The group keyword may be used (repeatedly) to group the results by one or more tags. The following example lists all album names, grouped by their respective (album) artist:

list album group albumartist

listall [URI]

Lists all songs and directories in URI.

Do not use this command. Do not manage a client-side copy of MPD's database. That is fragile and adds huge overhead. It will break with large databases. Instead, query MPD whenever you need something.

listallinfo [URI]

Same as listall, except it also returns metadata info in the same format as lsinfo.

Do not use this command. Do not manage a client-side copy of MPD's database. That is fragile and adds huge overhead. It will break with large databases. Instead, query MPD whenever you need something.

listfiles [URI]

Lists the contents of the directory URI, including files are not recognized by MPD. URI can be a path relative to the music directory or an URI understood by one of the storage plugins. The response contains at least one line for each directory entry with the prefix "file: " or "directory: ", and may be followed by file attributes such as "Last-Modified" and "size".

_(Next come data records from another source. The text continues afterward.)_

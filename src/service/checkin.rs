use super::attendees::AttendeeLog;
use super::posts::PostDirectory;
use crate::db::{DbPost, PostType};
use crate::error::GvError;
use crate::utils::sanitize::sanitize_opt;
use crate::zoho::{ContactService, EventService};
use chrono::Local;
use gv_schema::{AttendeeRecord, CheckinQuery};
use tracing::{info, warn};

/// Check-in fields after plain-text sanitization.
#[derive(Debug, Clone, Default)]
pub struct CheckinFields {
    pub nombre: Option<String>,
    pub empresa: Option<String>,
    pub cargo: Option<String>,
    pub evento: Option<String>,
    pub ubicacion: Option<String>,
    pub fecha: Option<String>,
    pub email: Option<String>,
}

impl From<&CheckinQuery> for CheckinFields {
    fn from(q: &CheckinQuery) -> Self {
        Self {
            nombre: sanitize_opt(q.nombre.as_deref()),
            empresa: sanitize_opt(q.empresa.as_deref()),
            cargo: sanitize_opt(q.cargo.as_deref()),
            evento: sanitize_opt(q.evento.as_deref()),
            ubicacion: sanitize_opt(q.ubicacion.as_deref()),
            fecha: sanitize_opt(q.fecha.as_deref()),
            email: sanitize_opt(q.email.as_deref()),
        }
    }
}

/// What happened on the CRM side.
#[derive(Debug, Clone, PartialEq, Eq)]
pub enum CrmSync {
    Synced,
    Skipped(&'static str),
    Failed(String),
}

#[derive(Debug, Clone)]
pub struct CheckinOutcome {
    pub fields: CheckinFields,
    pub event: Option<DbPost>,
    /// Attendee list length after the append, when one happened.
    pub recorded: Option<usize>,
    pub crm: CrmSync,
}

/// Records QR scans locally and marks attendance in the CRM.
#[derive(Clone)]
pub struct CheckinHandler {
    posts: PostDirectory,
    attendees: AttendeeLog,
    contacts: ContactService,
    events: EventService,
}

impl CheckinHandler {
    pub fn new(
        posts: PostDirectory,
        attendees: AttendeeLog,
        contacts: ContactService,
        events: EventService,
    ) -> Self {
        Self {
            posts,
            attendees,
            contacts,
            events,
        }
    }

    /// Never fails: each step that cannot complete is logged and reported in the outcome.
    pub async fn handle(&self, query: &CheckinQuery) -> CheckinOutcome {
        let fields = CheckinFields::from(query);

        let (event, recorded) = match self.record_locally(&fields).await {
            Ok(result) => result,
            Err(e) => {
                warn!(error = %e, evento = ?fields.evento, "Check-in not recorded locally");
                (None, None)
            }
        };

        let crm = match self.sync_crm(&fields).await {
            Ok(sync) => sync,
            Err(e) => {
                warn!(error = %e, email = ?fields.email, "Check-in CRM sync failed");
                CrmSync::Failed(e.to_string())
            }
        };

        info!(
            nombre = ?fields.nombre,
            evento = ?fields.evento,
            ubicacion = ?fields.ubicacion,
            recorded = ?recorded,
            crm = ?crm,
            "Check-in processed"
        );
        CheckinOutcome {
            fields,
            event,
            recorded,
            crm,
        }
    }

    async fn record_locally(
        &self,
        fields: &CheckinFields,
    ) -> Result<(Option<DbPost>, Option<usize>), GvError> {
        let Some(evento) = fields.evento.as_deref() else {
            return Ok((None, None));
        };
        let Some(event) = self.posts.fuzzy_find(PostType::Evento, evento).await? else {
            warn!(evento, "Check-in for unknown event");
            return Ok((None, None));
        };

        let record = AttendeeRecord::new(
            fields.nombre.clone().unwrap_or_default(),
            fields.empresa.clone().unwrap_or_default(),
            fields.cargo.clone().unwrap_or_default(),
            Local::now().format("%Y-%m-%d %H:%M:%S").to_string(),
        );
        let len = self.attendees.append(event.id, &record).await?;
        Ok((Some(event), Some(len)))
    }

    async fn sync_crm(&self, fields: &CheckinFields) -> Result<CrmSync, GvError> {
        let Some(email) = fields.email.as_deref() else {
            return Ok(CrmSync::Skipped("no email"));
        };
        let Some(evento) = fields.evento.as_deref() else {
            return Ok(CrmSync::Skipped("no event"));
        };
        let Some(contact) = self.contacts.search_by_email(email).await? else {
            return Ok(CrmSync::Skipped("contact not found"));
        };
        let Some(event) = self.events.search_by_title(evento).await? else {
            return Ok(CrmSync::Skipped("event not found in CRM"));
        };

        self.events.mark_attendance(&contact.id, &event.id).await?;
        Ok(CrmSync::Synced)
    }
}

For example, "smb://SERVER" returns a list of all shares on the given SMB/CIFS server; "nfs://servername/path" obtains a directory listing from the NFS server.

lsinfo [URI]

Lists the contents of the directory URI.

When listing the root directory, this currently returns the list of stored playlists. This behavior is deprecated; use "listplaylists" instead.

This command may be used to list metadata of remote files (e.g. URI beginning with "http://" or "smb://").

Clients that are connected via UNIX domain socket may use this command to read the tags of an arbitrary local file (URI is an absolute path).

readcomments [URI]

Read "comments" (i.e. key-value pairs) from the file specified by "URI". This "URI" can be a path relative to the music directory or an absolute path.

This command may be used to list metadata of remote files (e.g. URI beginning with "http://" or "smb://").

The response consists of lines in the form "KEY: VALUE". Comments with suspicious characters (e.g. newlines) are ignored silently.

The meaning of these depends on the codec, and not all decoder plugins support it. For example, on Ogg files, this lists the Vorbis comments.

search {TYPE} {WHAT} [...] [sort TYPE] [window START:END]

Searches for any song that contains WHAT. Parameters have the same meaning as for find, except that search is not case sensitive.

searchadd {TYPE} {WHAT} [...]

Searches for any song that contains WHAT in tag TYPE and adds them to current playlist.

Parameters have the same meaning as for find, except that search is not case sensitive.

searchaddpl {NAME} {TYPE} {WHAT} [...]

Searches for any song that contains WHAT in tag TYPE and adds them to the playlist named NAME.

If a playlist by that name doesn't exist it is created.

Parameters have the same meaning as for find, except that search is not case sensitive.

update [URI]

Updates the music database: find new files, remove deleted files, update modified files.

URI is a particular directory or song/file to update. If you do not specify it, everything is updated.

Prints "updating_db: JOBID" where JOBID is a positive number identifying the update job. You can read the current job id in the status response.

rescan [URI]

Same as update, but also rescans unmodified files.